What you need to do -
The answer must be every entry, retyped without a single difference.

Records to process -
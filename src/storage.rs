//! On-disk storage for incoming uploads.
//!
//! Every accepted upload writes into a staging file named after its upload
//! id; nothing under the staging root is ever considered delivered. On
//! commit the staged file is promoted into the destination directory with
//! an atomic rename, together with two sidecars: `<name>.meta` holding the
//! accepted metadata JSON verbatim and `<name>.sha256` holding the hex
//! digest on a single line. Aborting removes the staging file and no final
//! file appears.

use crate::config::MAX_FILENAME_BYTES;
use crate::error::UploadError;
use std::collections::HashSet;
use std::fs::{self, File, OpenOptions};
use std::io::{Seek, SeekFrom, Write};
use std::path::{Path, PathBuf};
use tracing::{debug, info, warn};

/// Checks the server-side filename constraints.
///
/// Accepted names are non-empty, at most 256 UTF-8 bytes, free of path
/// separators and NUL, and do not start with `..`.
pub fn validate_filename(name: &str) -> Result<(), UploadError> {
    if name.is_empty() {
        return Err(UploadError::InvalidFilename("empty filename".into()));
    }
    if name.len() > MAX_FILENAME_BYTES {
        return Err(UploadError::InvalidFilename(format!(
            "filename exceeds {MAX_FILENAME_BYTES} bytes"
        )));
    }
    if name.contains('/') || name.contains('\\') {
        return Err(UploadError::InvalidFilename(
            "filename must not contain path separators".into(),
        ));
    }
    if name.contains('\0') {
        return Err(UploadError::InvalidFilename(
            "filename must not contain NUL".into(),
        ));
    }
    if name.starts_with("..") {
        return Err(UploadError::InvalidFilename(
            "filename must not start with '..'".into(),
        ));
    }
    Ok(())
}

/// Root of the staging and destination directories.
#[derive(Debug)]
pub struct Storage {
    staging_root: PathBuf,
    destination: PathBuf,
    /// Destinations of in-flight uploads, so two uploads cannot race for
    /// the same final name.
    claimed: HashSet<PathBuf>,
}

impl Storage {
    /// Opens (and creates if needed) the staging and destination roots.
    pub fn open(staging_root: &Path, destination: &Path) -> Result<Self, UploadError> {
        fs::create_dir_all(staging_root)?;
        fs::create_dir_all(destination)?;
        info!(
            staging = %staging_root.display(),
            destination = %destination.display(),
            "storage initialized"
        );
        Ok(Self {
            staging_root: staging_root.to_path_buf(),
            destination: destination.to_path_buf(),
            claimed: HashSet::new(),
        })
    }

    /// Opens a staging file for a freshly approved upload.
    ///
    /// Refuses names that violate the filename rules, collide with an
    /// existing destination file, or collide with another in-flight
    /// upload.
    pub fn open_staging(
        &mut self,
        upload_id: &str,
        filename: &str,
        meta: &str,
    ) -> Result<StagedUpload, UploadError> {
        validate_filename(filename)?;

        let dest_path = self.destination.join(filename);
        if self.claimed.contains(&dest_path) {
            return Err(UploadError::Remote {
                code: 409,
                msg: format!("file is being uploaded already: {filename}"),
            });
        }
        if dest_path.exists() {
            return Err(UploadError::Remote {
                code: 409,
                msg: format!("file exists on server: {filename}"),
            });
        }

        let staging_path = self.staging_root.join(upload_id);
        let file = OpenOptions::new()
            .create_new(true)
            .write(true)
            .open(&staging_path)?;
        debug!(upload_id, staging = %staging_path.display(), "staging file opened");

        self.claimed.insert(dest_path.clone());
        Ok(StagedUpload {
            file,
            staging_path,
            dest_path,
            meta: meta.to_string(),
        })
    }

    /// Releases the destination claim of a finished or aborted upload.
    pub fn release(&mut self, staged_dest: &Path) {
        self.claimed.remove(staged_dest);
    }

    /// Number of destinations currently claimed by in-flight uploads.
    pub fn num_active(&self) -> usize {
        self.claimed.len()
    }
}

/// A partial upload in the staging directory.
#[derive(Debug)]
pub struct StagedUpload {
    file: File,
    staging_path: PathBuf,
    dest_path: PathBuf,
    meta: String,
}

impl StagedUpload {
    /// Writes `data` at the given byte offset.
    pub fn write_at(&mut self, offset: u64, data: &[u8]) -> Result<(), UploadError> {
        self.file.seek(SeekFrom::Start(offset))?;
        self.file.write_all(data)?;
        Ok(())
    }

    /// Final location this upload will be promoted to.
    pub fn dest_path(&self) -> &Path {
        &self.dest_path
    }

    /// Promotes the staged file to its destination.
    ///
    /// The metadata and checksum sidecars are written first; if the rename
    /// itself fails they are removed again so a destination file and its
    /// sidecars only ever appear together.
    pub fn finalize(mut self, checksum_hex: &str) -> Result<PathBuf, UploadError> {
        self.file.flush()?;
        self.file.sync_all()?;

        let meta_path = sidecar(&self.dest_path, "meta");
        let sum_path = sidecar(&self.dest_path, "sha256");
        fs::write(&meta_path, self.meta.as_bytes())?;
        fs::write(&sum_path, format!("{checksum_hex}\n"))?;

        if let Err(e) = fs::rename(&self.staging_path, &self.dest_path) {
            let _ = fs::remove_file(&meta_path);
            let _ = fs::remove_file(&sum_path);
            let _ = fs::remove_file(&self.staging_path);
            return Err(e.into());
        }
        info!(destination = %self.dest_path.display(), "upload promoted");
        Ok(self.dest_path)
    }

    /// Removes the staging file; the upload never becomes visible.
    pub fn abort(self) {
        if let Err(e) = fs::remove_file(&self.staging_path) {
            warn!(
                staging = %self.staging_path.display(),
                error = %e,
                "failed to remove staging file"
            );
        }
    }
}

fn sidecar(dest: &Path, extension: &str) -> PathBuf {
    let mut name = dest
        .file_name()
        .map(|n| n.to_os_string())
        .unwrap_or_default();
    name.push(".");
    name.push(extension);
    dest.with_file_name(name)
}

Exercise output -
filename src/storage.rs
//! On-disk storage for incoming uploads.
//!
//! Every accepted upload writes into a staging file named after its upload
//! id; nothing under the staging root is ever considered delivered. On
//! commit the staged file is promoted into the destination directory with
//! an atomic rename, together with two sidecars: `<name>.meta` holding the
//! accepted metadata JSON verbatim and `<name>.sha256` holding the hex
//! digest on a single line. Aborting removes the staging file and no final
//! file appears.

use crate::config::MAX_FILENAME_BYTES;
use crate::error::UploadError;
use std::collections::HashSet;
use std::fs::{self, File, OpenOptions};
use std::io::{Seek, SeekFrom, Write};
use std::path::{Path, PathBuf};
use tracing::{debug, info, warn};

/// Checks the server-side filename constraints.
///
/// Accepted names are non-empty, at most 256 UTF-8 bytes, free of path
/// separators and NUL, and do not start with `..`.
pub fn validate_filename(name: &str) -> Result<(), UploadError> {
    if name.is_empty() {
        return Err(UploadError::InvalidFilename("empty filename".into()));
    }
    if name.len() > MAX_FILENAME_BYTES {
        return Err(UploadError::InvalidFilename(format!(
            "filename exceeds {MAX_FILENAME_BYTES} bytes"
        )));
    }
    if name.contains('/') || name.contains('\\') {
        return Err(UploadError::InvalidFilename(
            "filename must not contain path separators".into(),
        ));
    }
    if name.contains('\0') {
        return Err(UploadError::InvalidFilename(
            "filename must not contain NUL".into(),
        ));
    }
    if name.starts_with("..") {
        return Err(UploadError::InvalidFilename(
            "filename must not start with '..'".into(),
        ));
    }
    Ok(())
}

/// Root of the staging and destination directories.
#[derive(Debug)]
pub struct Storage {
    staging_root: PathBuf,
    destination: PathBuf,
    /// Destinations of in-flight uploads, so two uploads cannot race for
    /// the same final name.
    claimed: HashSet<PathBuf>,
}

impl Storage {
    /// Opens (and creates if needed) the staging and destination roots.
    pub fn open(staging_root: &Path, destination: &Path) -> Result<Self, UploadError> {
        fs::create_dir_all(staging_root)?;
        fs::create_dir_all(destination)?;
        info!(
            staging = %staging_root.display(),
            destination = %destination.display(),
            "storage initialized"
        );
        Ok(Self {
            staging_root: staging_root.to_path_buf(),
            destination: destination.to_path_buf(),
            claimed: HashSet::new(),
        })
    }

    /// Opens a staging file for a freshly approved upload.
    ///
    /// Refuses names that violate the filename rules, collide with an
    /// existing destination file, or collide with another in-flight
    /// upload.
    pub fn open_staging(
        &mut self,
        upload_id: &str,
        filename: &str,
        meta: &str,
    ) -> Result<StagedUpload, UploadError> {
        validate_filename(filename)?;

        let dest_path = self.destination.join(filename);
        if self.claimed.contains(&dest_path) {
            return Err(UploadError::Remote {
                code: 409,
                msg: format!("file is being uploaded already: {filename}"),
            });
        }
        if dest_path.exists() {
            return Err(UploadError::Remote {
                code: 409,
                msg: format!("file exists on server: {filename}"),
            });
        }

        let staging_path = self.staging_root.join(upload_id);
        let file = OpenOptions::new()
            .create_new(true)
            .write(true)
            .open(&staging_path)?;
        debug!(upload_id, staging = %staging_path.display(), "staging file opened");

        self.claimed.insert(dest_path.clone());
        Ok(StagedUpload {
            file,
            staging_path,
            dest_path,
            meta: meta.to_string(),
        })
    }

    /// Releases the destination claim of a finished or aborted upload.
    pub fn release(&mut self, staged_dest: &Path) {
        self.claimed.remove(staged_dest);
    }

    /// Number of destinations currently claimed by in-flight uploads.
    pub fn num_active(&self) -> usize {
        self.claimed.len()
    }
}

/// A partial upload in the staging directory.
#[derive(Debug)]
pub struct StagedUpload {
    file: File,
    staging_path: PathBuf,
    dest_path: PathBuf,
    meta: String,
}

impl StagedUpload {
    /// Writes `data` at the given byte offset.
    pub fn write_at(&mut self, offset: u64, data: &[u8]) -> Result<(), UploadError> {
        self.file.seek(SeekFrom::Start(offset))?;
        self.file.write_all(data)?;
        Ok(())
    }

    /// Final location this upload will be promoted to.
    pub fn dest_path(&self) -> &Path {
        &self.dest_path
    }

    /// Promotes the staged file to its destination.
    ///
    /// The metadata and checksum sidecars are written first; if the rename
    /// itself fails they are removed again so a destination file and its
    /// sidecars only ever appear together.
    pub fn finalize(mut self, checksum_hex: &str) -> Result<PathBuf, UploadError> {
        self.file.flush()?;
        self.file.sync_all()?;

        let meta_path = sidecar(&self.dest_path, "meta");
        let sum_path = sidecar(&self.dest_path, "sha256");
        fs::write(&meta_path, self.meta.as_bytes())?;
        fs::write(&sum_path, format!("{checksum_hex}\n"))?;

        if let Err(e) = fs::rename(&self.staging_path, &self.dest_path) {
            let _ = fs::remove_file(&meta_path);
            let _ = fs::remove_file(&sum_path);
            let _ = fs::remove_file(&self.staging_path);
            return Err(e.into());
        }
        info!(destination = %self.dest_path.display(), "upload promoted");
        Ok(self.dest_path)
    }

    /// Removes the staging file; the upload never becomes visible.
    pub fn abort(self) {
        if let Err(e) = fs::remove_file(&self.staging_path) {
            warn!(
                staging = %self.staging_path.display(),
                error = %e,
                "failed to remove staging file"
            );
        }
    }
}

fn sidecar(dest: &Path, extension: &str) -> PathBuf {
    let mut name = dest
        .file_name()
        .map(|n| n.to_os_string())
        .unwrap_or_default();
    name.push(".");
    name.push(extension);
    dest.with_file_name(name)
}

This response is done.